Let’s Go Oppo!

Let’s begin with a nice oppo example from this past Sunday’s game in Philadelphia, where the Phillies took on Max Scherzer and the Mets:

A young Bryson Stott stays through the ball and knocks in an RBI by going oppo. In last week’s post, I built a model that combined data from our batted ball, statcast, and plate discipline leaderboards for a single point in time in the 2021 season, and used those metrics to target whether or not (a 0/1 binary target variable) a batter recorded a hit the following day. While I pointed out that there was just too little data training the model I was using, I did think it interesting that Oppo% was the most important variable when predicting a hit. Was I on to something? Is predicting a hit as simple as looking at who goes oppo the most?

You and I both know there’s nothing simple about getting a hit, but Oppo% seems like an important statistic when we’re talking about singles. In one of my favorite offbeat fantasy baseball games, Beat The Streak, players must choose one player each day to get a hit and do that successfully for 56 days in order to win a Scrooge McDuck fortune ($5.6 mill).

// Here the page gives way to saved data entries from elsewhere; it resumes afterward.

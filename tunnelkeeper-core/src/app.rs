//! The dispatcher.
//!
//! [`App`] owns every piece of mutable dashboard state. The event loop feeds it one
//! [`Message`] at a time; each handler updates state and returns the background
//! [`Task`]s to run next. Handlers never block and never fail: anything unexpected
//! is logged and dropped.

use std::collections::{BTreeMap, BTreeSet};
use std::sync::Arc;
use std::time::{Instant, SystemTime};

use tracing::{debug, error, info, trace, warn};

use crate::cluster::ClusterCatalog;
use crate::config::DashboardConfig;
use crate::flow::{ConnectionFlowState, ConnectionForm, FlowStep};
use crate::graph::DependencyGraph;
use crate::health::HealthPoller;
use crate::message::{
    DetectedContext, Exit, FlowEvent, FlowOutcome, HealthReport, Inbox, Key, Message,
    ProcessEvent, ProcessEventKind, Task,
};
use crate::model::{ClusterPair, ClusterRole, ServiceConfig, ServiceKind, ServiceLabel};
use crate::recovery::recovery_wanted;
use crate::snapshot::{FlowView, ServiceView, Snapshot, StatusMessage};
use crate::state::{
    ActivityEntry, ActivityLevel, AppMode, BoundedLog, OutputLine, ProcessState, ProcessStatus,
};
use crate::supervisor::{Launcher, ProcessSupervisor};

pub struct App {
    config: DashboardConfig,
    supervisor: ProcessSupervisor,
    mode: AppMode,
    active: Option<ClusterPair>,
    services: BTreeMap<ServiceLabel, ServiceConfig>,
    processes: BTreeMap<ServiceLabel, ProcessState>,
    /// Display and start order
    order: Vec<ServiceLabel>,
    graph: DependencyGraph,
    health: HealthPoller,
    flow: Option<ConnectionFlowState>,
    next_flow_id: u64,
    form: ConnectionForm,
    catalog: Option<ClusterCatalog>,
    activity: BoundedLog<ActivityEntry>,
    status_message: Option<StatusMessage>,
    selected: usize,
    terminal_size: (u16, u16),
    stale_discarded: u64,
    /// Startup context detection is in flight
    detecting: bool,
    /// Exits still owed by launches that were replaced or dropped
    superseded: BTreeSet<(ServiceLabel, u64)>,
}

So, this week’s post is all about Oppo%; what it means, what it tells us about a player’s ability to record a hit, and if we can really use it to build out our own swimming pool of gold coins. So let’s take a good look at Oppo% and what it might mean for predicting a hit. Here are your current oppo leaders (qualified hitters) along with their batting average, BABIP, and slugging so far this season:

2022 Oppo% Leaders
Name PA Oppo% AVG BABIP SLG
Yoshi Tsutsugo 92 42.1% 0.203 0.250 0.270
Myles Straw 127 38.9% 0.255 0.311 0.327
Willson Contreras 100 38.8% 0.279 0.328 0.477
Sheldon Neuse 104 38.8% 0.305 0.415 0.411
Seiya Suzuki 111 37.1% 0.247 0.328 0.473
Nicky Lopez 91 36.9% 0.221 0.266 0.260
J.D. Martinez 92 36.5% 0.294 0.367 0.518
Randal Grichuk 96 36.5% 0.281 0.356 0.449
Aaron Hicks 87 35.3% 0.250 0.327 0.294
Freddie Freeman 119 34.9% 0.317 0.349 0.515
MLB Average 24.6% 0.233 0.282 0.371
Among qualified hitters as of 5/10/22.

Each one of these hitters, besides Tsutsugo and Lopez, is hitting above league average according to batting average and BABIP. Remove the two hitters already mentioned, remove Hicks and Straw, and everyone left is slugging above average. This is a good group of hitters. But, I don’t know that beyond Freeman and J.D. Martinez I would be trusting anyone from this group with all my gold coins. In other words, I wouldn’t feel confident in making my daily hit prediction by sorting descending on Oppo%…yet.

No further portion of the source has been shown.